2. AC Limit The resistance of a superconductor is only zero in the stationary case, that is when neither voltages nor currents change. For any AC-signals, it definitely has some resistance! There are several effects that have to be taken into account when minimizing losses in, for example, superconducting LC tank circuits for signal pickup, as it is done in single-ion detectors. You mentioned RC-time constants, this often implies that we are talking about AC-signals, or at least something non-stationary, so there will be some resistance. But it will be low.

3. DC limit Even in the (almost) stationary case of non-changing currents and voltages, real superconductors have some resistance.
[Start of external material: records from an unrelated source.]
#[cfg(test)]
mod tests {
    use super::*;
    use crate::error::SettlementError;
    use pool_engine::roster::RosterOwner;
    use pool_engine::{PoolError, SeasonPhase, StaticFeed, Team};
    use pool_store::{InMemoryStore, StoreError};
    use serde_json::{json, Value};

    const SEASON: i32 = 2025;

    const ABBREVIATIONS: [&str; 32] = [
        "ARI", "ATL", "BAL", "BUF", "CAR", "CHI", "CIN", "CLE", "DAL", "DEN", "DET", "GB", "HOU",
        "IND", "JAX", "KC", "LAC", "LAR", "LV", "MIA", "MIN", "NE", "NO", "NYG", "NYJ", "PHI",
        "PIT", "SEA", "SF", "TB", "TEN", "WSH",
    ];

    fn roster(owner_teams: &[&str]) -> Roster {
        Roster {
            season_start_year: SEASON,
            teams: ABBREVIATIONS
                .iter()
                .map(|abbr| Team { abbreviation: TeamAbbr::new(*abbr), name: format!("{} Team", abbr) })
                .collect(),
            owners: owner_teams
                .iter()
                .enumerate()
                .map(|(i, team)| RosterOwner {
                    first_name: format!("Owner{}", i),
                    last_name: "Test".to_string(),
                    team: TeamAbbr::new(*team),
                })
                .collect(),
        }
    }

    async fn seeded_store(owner_teams: &[&str]) -> InMemoryStore {
        let store = InMemoryStore::new(10);
        seed_roster(&store, &roster(owner_teams), None).await.unwrap();
        store
    }

    fn game(home: (&str, u32), away: (&str, u32), status: &str) -> Value {
        json!({
            "date": "2025-09-21T17:00Z",
            "status": {"displayClock": "0:00", "period": 4, "type": {"name": status}},
            "competitions": [{"competitors": [
                {"homeAway": "home", "score": home.1.to_string(), "team": {"abbreviation": home.0, "displayName": home.0}},
                {"homeAway": "away", "score": away.1.to_string(), "team": {"abbreviation": away.0, "displayName": away.0}}
            ]}]
        })
    }

    fn scoreboard(week: u32, season_type: i64, games: Vec<Value>) -> StaticFeed {
        StaticFeed::new(json!({
            "week": {"number": week},
            "leagues": [{"season": {"type": {"type": season_type}}}],
            "events": games
        }))
    }

    fn winnings(contents: &pool_store::StoreContents, team: &str) -> i64 {
        contents
            .owners
            .iter()
            .find(|o| o.team == TeamAbbr::new(team))
            .map(|o| o.winnings)
            .unwrap_or_default()
    }

    #[tokio::test]
    async fn test_regular_week_with_bonus() {
        let store = seeded_store(&["PIT", "KC"]).await;
        let feed = scoreboard(
            3,
            2,
            vec![game(("PIT", 24), ("BAL", 10), "STATUS_FINAL"), game(("KC", 50), ("DEN", 3), "STATUS_FINAL")],
        );

        let report = run_weekly_settlement(&feed, &store, &PayoutRules::default(), SEASON).await.unwrap();

        assert_eq!(report.inserted, 2);
        assert_eq!(report.credited, 60);
        assert_eq!(report.pot_before, 10);
        assert_eq!(report.pot_after, 10);

        let contents = store.snapshot().await;
        let mut logged: Vec<(String, PayoutCategory, i64)> = contents
            .events
            .iter()
            .map(|e| (e.team.to_string(), e.category, e.amount))
            .collect();
        logged.sort();
        assert_eq!(
            logged,
            vec![
                ("KC".to_string(), PayoutCategory::Most, 10),
                ("KC".to_string(), PayoutCategory::Fifty, 50),
            ]
        );
        assert_eq!(winnings(&contents, "KC"), 60);
        assert_eq!(winnings(&contents, "PIT"), 0);
    }

    #[tokio::test]
    async fn test_unsponsored_winner_rolls_pot() {
        let store = seeded_store(&["PIT"]).await;
        let feed = scoreboard(
            4,
            2,
            vec![game(("NYG", 3), ("DAL", 17), "STATUS_FINAL"), game(("PIT", 20), ("CLE", 13), "STATUS_FINAL")],
        );

        let report = run_weekly_settlement(&feed, &store, &PayoutRules::default(), SEASON).await.unwrap();
        assert!(matches!(report.kind, WeekKind::Regular(_)));
        assert_eq!(report.inserted, 1);
        assert_eq!(report.credited, 0);
        assert_eq!(report.pot_after, 20);
    }

    #[tokio::test]
    async fn test_rerun_is_idempotent() {
        let store = seeded_store(&["KC"]).await;
        let feed = scoreboard(1, 2, vec![game(("KC", 50), ("DEN", 3), "STATUS_FINAL")]);
        let rules = PayoutRules::default();

        run_weekly_settlement(&feed, &store, &rules, SEASON).await.unwrap();
        let first = store.snapshot().await;

        let again = run_weekly_settlement(&feed, &store, &rules, SEASON).await.unwrap();
        assert_eq!(again.inserted, 0);
        assert_eq!(again.skipped_duplicates, 2);
        assert_eq!(again.credited, 0);

        let second = store.snapshot().await;
        assert_eq!(first, second);
        assert_eq!(reconcile_duplicates(&store).await.unwrap(), 0);
    }

    #[tokio::test]
    async fn test_pot_rule_applies_once_per_week() {
        let store = seeded_store(&[]).await;
        let rules = PayoutRules::default();

        // Week 2 in progress, then final: the pot only rolls once
        let live = scoreboard(2, 2, vec![game(("NYG", 3), ("DAL", 7), "STATUS_IN_PROGRESS")]);
        let done = scoreboard(2, 2, vec![game(("NYG", 3), ("DAL", 17), "STATUS_FINAL")]);
        run_weekly_settlement(&live, &store, &rules, SEASON).await.unwrap();
        let report = run_weekly_settlement(&done, &store, &rules, SEASON).await.unwrap();

        assert_eq!(report.pot_before, 20);
        assert_eq!(report.pot_after, 20);
        assert_eq!(report.superseded, 0);
        assert_eq!(store.snapshot().await.pot.amount, 20);
    }

    #[tokio::test]
    async fn test_rerun_with_changed_winner_recomputes_pot() {
        let store = seeded_store(&["DAL"]).await;
        let rules = PayoutRules::default();

        // Mid-game the unsponsored NYG has the least points and the pot rolls
        let live = scoreboard(2, 2, vec![game(("NYG", 3), ("DAL", 7), "STATUS_IN_PROGRESS")]);
        let first = run_weekly_settlement(&live, &store, &rules, SEASON).await.unwrap();
        assert_eq!((first.pot_before, first.pot_after), (10, 20));
        assert_eq!(first.credited, 0);

        // At the final whistle DAL has the least, and DAL has an owner
        let done = scoreboard(2, 2, vec![game(("NYG", 20), ("DAL", 17), "STATUS_FINAL")]);
        let second = run_weekly_settlement(&done, &store, &rules, SEASON).await.unwrap();
        assert_eq!(second.credited, 10);
        assert_eq!(second.superseded, 1);
        assert_eq!(second.reversed, 0);
        assert_eq!(second.pot_after, 10);

        let contents = store.snapshot().await;
        assert_eq!(contents.pot.amount, 10);
        assert_eq!(winnings(&contents, "DAL"), 10);
        let logged: Vec<(String, PayoutCategory, i64)> = contents
            .events
            .iter()
            .map(|e| (e.team.to_string(), e.category, e.amount))
            .collect();
        assert_eq!(logged, vec![("DAL".to_string(), PayoutCategory::Least, 10)]);

        // Settling the final result again changes nothing
        let third = run_weekly_settlement(&done, &store, &rules, SEASON).await.unwrap();
        assert_eq!((third.inserted, third.superseded, third.credited), (0, 0, 0));
        assert_eq!(store.snapshot().await, contents);
    }

    #[tokio::test]
    async fn test_rerun_takes_back_a_lost_win() {
        let store = seeded_store(&["KC", "SF"]).await;
        let rules = PayoutRules::default();

        // Week 1 is most points: KC leads mid-game, SF overtakes by the final
        let live = scoreboard(1, 2, vec![game(("KC", 21), ("SF", 14), "STATUS_IN_PROGRESS")]);
        run_weekly_settlement(&live, &store, &rules, SEASON).await.unwrap();
        assert_eq!(winnings(&store.snapshot().await, "KC"), 10);

        let done = scoreboard(1, 2, vec![game(("KC", 24), ("SF", 27), "STATUS_FINAL")]);
        let report = run_weekly_settlement(&done, &store, &rules, SEASON).await.unwrap();
        assert_eq!(report.reversed, 10);
        assert_eq!(report.credited, 10);
        assert_eq!(report.pot_after, 10);

        let contents = store.snapshot().await;
        assert_eq!(winnings(&contents, "KC"), 0);
        assert_eq!(winnings(&contents, "SF"), 10);
        assert_eq!(contents.events.len(), 1);
        assert_eq!(contents.events[0].team, TeamAbbr::new("SF"));
    }

    #[tokio::test]
    async fn test_postseason_skips_unfinished_games() {
        let store = seeded_store(&["BUF", "PHI"]).await;
        let feed = scoreboard(
            2,
            3,
            vec![
                game(("BUF", 27), ("BAL", 25), "STATUS_FINAL"),
                game(("PHI", 14), ("LAR", 14), "STATUS_IN_PROGRESS"),
            ],
        );

        let report = run_weekly_settlement(&feed, &store, &PayoutRules::default(), SEASON).await.unwrap();
        assert_eq!(report.kind, WeekKind::Playoff { round: 2 });
        assert_eq!(report.inserted, 1);
        assert_eq!(report.credited, 10);
        assert_eq!(report.pot_after, report.pot_before);

        let contents = store.snapshot().await;
        assert_eq!(contents.events[0].category, PayoutCategory::Playoff);
        assert_eq!(contents.events[0].week.phase, SeasonPhase::Postseason);
    }

    #[tokio::test]
    async fn test_championship_and_exhibition() {
        let store = seeded_store(&["KC"]).await;
        let rules = PayoutRules::default();

        let exhibition = scoreboard(4, 3, vec![game(("AFC", 50), ("NFC", 45), "STATUS_FINAL")]);
        let report = run_weekly_settlement(&exhibition, &store, &rules, SEASON).await.unwrap();
        assert_eq!(report.kind, WeekKind::Exhibition);
        assert_eq!(report.inserted, 0);

        let championship = scoreboard(5, 3, vec![game(("KC", 24), ("PHI", 21), "STATUS_FINAL")]);
        let report = run_weekly_settlement(&championship, &store, &rules, SEASON).await.unwrap();
        assert_eq!(report.kind, WeekKind::Championship);
        assert_eq!(report.credited, 25);
        assert_eq!(store.snapshot().await.events[0].category, PayoutCategory::SuperBowl);
    }

    #[tokio::test]
    async fn test_feed_unavailable_writes_nothing() {
        let store = seeded_store(&["KC"]).await;
        let before = store.snapshot().await;

        let err = run_weekly_settlement(&StaticFeed::unavailable(), &store, &PayoutRules::default(), SEASON)
            .await
            .unwrap_err();
        assert!(matches!(err, SettlementError::Pool(PoolError::FeedUnavailable { .. })));

        let err = run_weekly_settlement(&StaticFeed::new(json!({})), &store, &PayoutRules::default(), SEASON)
            .await
            .unwrap_err();
        assert!(matches!(err, SettlementError::Pool(PoolError::FeedUnavailable { .. })));

        assert_eq!(store.snapshot().await, before);
    }

    #[tokio::test]
    async fn test_failed_credit_rolls_back_everything() {
        let seeded = seeded_store(&["KC"]).await;
        let before = seeded.snapshot().await;
        let failing = seeded.clone().with_credit_failure();
        let feed = scoreboard(1, 2, vec![game(("KC", 31), ("DEN", 3), "STATUS_FINAL")]);

        let err = run_weekly_settlement(&feed, &failing, &PayoutRules::default(), SEASON).await.unwrap_err();
        assert!(matches!(err, SettlementError::Store(StoreError::Injected(_))));
        assert_eq!(seeded.snapshot().await, before);
    }

    #[tokio::test]
    async fn test_reconcile_removes_duplicates_once() {
        let store = seeded_store(&["KC"]).await;
        let week = WeekKey { season_start_year: SEASON, phase: SeasonPhase::RegularSeason, week: 3 };
        let event = pool_engine::NewPayoutEvent {
            week,
            team: TeamAbbr::new("KC"),
            category: PayoutCategory::Most,
            amount: 10,
        };

        let mut tx = store.begin().await.unwrap();
        for _ in 0..3 {
            tx.insert_payout_event(&event).await.unwrap();
        }
        tx.commit().await.unwrap();

        assert_eq!(reconcile_duplicates(&store).await.unwrap(), 2);
        assert_eq!(reconcile_duplicates(&store).await.unwrap(), 0);

        let contents = store.snapshot().await;
        assert_eq!(contents.events.len(), 1);
        assert_eq!(contents.events[0].id, 1);
    }

    #[tokio::test]
    async fn test_preview_lists_each_leader_once() {
        let feed = scoreboard(
            1,
            2,
            vec![game(("KC", 50), ("DEN", 3), "STATUS_IN_PROGRESS"), game(("SF", 0), ("SEA", 0), "STATUS_SCHEDULED")],
        );

        let preview = preview_week(&feed, &PayoutRules::default()).await.unwrap();
        assert_eq!(preview.leaders.len(), 1);
        assert!(preview.leaders.contains(&TeamAbbr::new("KC")));
        assert!(!preview.categories().is_empty());
    }

    #[tokio::test]
    async fn test_seed_rejects_bad_roster_before_writing() {
        let store = InMemoryStore::new(10);

        let err = seed_roster(&store, &roster(&["PIT", "PIT"]), None).await.unwrap_err();
        assert!(matches!(err, SettlementError::Pool(PoolError::InvariantViolation(_))));

        let err = seed_roster(&store, &roster(&["PIT"]), Some(29)).await.unwrap_err();
        assert!(matches!(err, SettlementError::Pool(PoolError::InvariantViolation(_))));

        assert!(store.snapshot().await.teams.is_empty());

        let report = seed_roster(&store, &roster(&["PIT"]), Some(1)).await.unwrap();
        assert_eq!(report, SeedReport { season_start_year: SEASON, teams: 32, owners: 1 });
    }
}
The superconducting magnet (a superconducting coil with 30 A of current in it) that I use has a field that decays with a time-constant of a few hundred thousand years, probably due to the weld that joins the superconducting wire to a loop. There seems to be an ongoing debate on whether or not a superconducting loop emits synchrotron radiation, but in any case this would be an extremely small effect that leads to decay constants that are longer than the age of the universe. I guess in real life, cosmic rays knocking the occasional cooper-pair out of order play a much bigger effect.

In the case of a properly designed superconducting capacitor, the resistance of the superconductor is negligible compared to its inductance, which is why an RC description is not a good way to model the system. (Note that even a straight wire has self-inductance, and so does any capacitor, be it superconducting or not.) If you use a more appropriate LC-model to describe your system, you quickly see why the current is limited:

As you start charge your superconducting capacitor, the inductance limits the rate of the current change to $dI/dt = U/L$, so the current increases until the capacitor is charged. But the current keeps going (due to the inductance!) so that the voltage of the capacitor will be higher than what the voltage source applies. The voltage source will work against the inductance to reverse the current, so that the voltage goes down. Again, as the capacitor is at nominal voltage that the voltage source applies, the current is still going. The voltage across the capacitor will go down further, as the current is reversed again. Basically, by switching on the voltage source you excited a parallel LC circuit, and it will ring forever at its resonance frequency $\omega = \sqrt{L C}$.

Really forever? No, the AC-losses will cause the oscillation to die down within $10^3 - 10^6$ periods.

Answer 3

Which is in disagreement with special relativity because information could be transmitted along a superconductor instantaneously.

For even a theoretical ideal wire with exactly zero resistance, signals do not propagate with infinite speed.

The reason is that, even without resistance, there is associated inductance and capacitance that cannot be eliminated. In fact, we have, from transmission line theory, that the signal propagation speed is given by:

$c = \dfrac{1}{\sqrt{LC}}$

where $L$ and $C$ are the inductance and capacitance per unit length.